Schrems is also arguing that any new Safe Harbor deal will be irrelevant, because the ECJ ruling is based on the European Charter of Fundamental Rights — so again a data transfer agreement will not be able to overrule the court’s findings in cases of mass surveillance.
Unless the U.S. government has a Damascene conversion to Europe’s way of thinking about privacy as a fundamental right, and outlaws its own mass surveillance programs, there are going to be multiple routes for privacy complaints to be filed in Europe against U.S. companies like Facebook, which operate services in the region — at least until the companies themselves restructure their European operations to reflect the new post-Snowden digital data reality.
Microsoft’s recent announcement of aGerman trustee cloud model — with a third party European company apparently acting as a firewall between Microsoft’s European customers’ data and the U.S. intelligence agencies’ data harvesting programs — is one example of how EU-U.S. data flows might be restructured in light of the Safe Harbor strikedown.
Responding to Schrems’ latest complaints in a statement, a Facebook spokesperson provided the following emailed statement to TechCrunch:
We have repeatedly explained that we are not and have never been part of any program to give the U.S. government direct access to our servers. Facebook uses the same mechanisms that thousands of others companies across the EU use to transfer data legally from the EU to the US, and to other countries around the world. These issues are being examined by the Irish Data Protection Commission (DPC) at the request of Mr Schrems.
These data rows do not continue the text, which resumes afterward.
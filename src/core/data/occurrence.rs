use super::SourceContext;

/// How an acronym was observed in the text.
#[derive(Debug, Clone, PartialEq, Eq)]
pub enum OccurrenceKind {
    /// `Central Processing Unit (CPU)`.
    /// `expansion` holds the capitalized phrase before the parenthesis, if any.
    ParentheticalMention { expansion: Option<String> },
    /// `\gls{cpu}`, `\acrlong{cpu}`, `\ac{CPU}`, ...
    GlossaryReference { macro_name: String, key: String },
    /// The registered long form typed out as plain text.
    TypedFullForm { text: String },
    /// The registered short form typed as plain text (`ML`, `MLs`).
    ShortForm { text: String },
}

impl OccurrenceKind {
    pub fn is_parenthetical(&self) -> bool {
        matches!(self, OccurrenceKind::ParentheticalMention { .. })
    }

    pub fn is_typed_full_form(&self) -> bool {
        matches!(self, OccurrenceKind::TypedFullForm { .. })
    }

    pub fn is_reference(&self) -> bool {
        matches!(self, OccurrenceKind::GlossaryReference { .. })
    }
}

impl std::fmt::Display for OccurrenceKind {
    fn fmt(&self, f: &mut std::fmt::Formatter<'_>) -> std::fmt::Result {
        match self {
            OccurrenceKind::ParentheticalMention { .. } => write!(f, "parenthetical mention"),
            OccurrenceKind::GlossaryReference { macro_name, .. } => {
                write!(f, "\\{} reference", macro_name)
            }
            OccurrenceKind::TypedFullForm { .. } => write!(f, "typed full form"),
            OccurrenceKind::ShortForm { .. } => write!(f, "short form"),
        }
    }
}

/// A single observed usage of an acronym.
#[derive(Debug, Clone, PartialEq, Eq)]
pub struct Occurrence {
    /// Short form of the matching glossary entry, or the raw matched text
    /// (parenthetical acronym, unknown reference key) when there is none.
    pub acronym: String,
    pub kind: OccurrenceKind,
    pub context: SourceContext,
}

impl Occurrence {
    pub fn new(acronym: impl Into<String>, kind: OccurrenceKind, context: SourceContext) -> Self {
        Self {
            acronym: acronym.into(),
            kind,
            context,
        }
    }
}

#[cfg(test)]
mod tests {
    use crate::core::data::occurrence::*;
    use crate::core::data::SourceLocation;

    #[test]
    fn test_kind_predicates() {
        let mention = OccurrenceKind::ParentheticalMention { expansion: None };
        let reference = OccurrenceKind::GlossaryReference {
            macro_name: "gls".to_string(),
            key: "cpu".to_string(),
        };
        let typed = OccurrenceKind::TypedFullForm {
            text: "central processing unit".to_string(),
        };

        assert!(mention.is_parenthetical());
        assert!(reference.is_reference());
        assert!(typed.is_typed_full_form());
        assert!(!typed.is_parenthetical());
    }

    #[test]
    fn test_kind_display() {
        let reference = OccurrenceKind::GlossaryReference {
            macro_name: "glspl".to_string(),
            key: "cpu".to_string(),
        };
        assert_eq!(reference.to_string(), "\\glspl reference");
        assert_eq!(
            OccurrenceKind::ParentheticalMention { expansion: None }.to_string(),
            "parenthetical mention"
        );
        assert_eq!(
            OccurrenceKind::ShortForm {
                text: "MLs".to_string()
            }
            .to_string(),
            "short form"
        );
    }

    #[test]
    fn test_new_occurrence() {
        let ctx = SourceContext::new(SourceLocation::new("main.tex", 4, 7), "the \\gls{cpu}");
        let occ = Occurrence::new(
            "CPU",
            OccurrenceKind::GlossaryReference {
                macro_name: "gls".to_string(),
                key: "cpu".to_string(),
            },
            ctx,
        );
        assert_eq!(occ.acronym, "CPU");
        assert_eq!(occ.context.line(), 4);
    }
}
pub mod check;
mod command_result;
pub mod helper;
pub mod init;

pub use command_result::*;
We are cooperating fully with the DPC and are confident that this investigation will lead to a comprehensive resolution of Mr Schrems’ complaints.
Although Schrems’ complaints are continuing to target Facebook principally, the original Europe vs Facebook mass surveillance complaint from 2013 also referenced other U.S. tech companies that had been referenced in documents leaked by NSA whistleblower Edward Snowden as also being involved in the NSA’s PRISM data collection program — including Apple, Microsoft and Yahoo.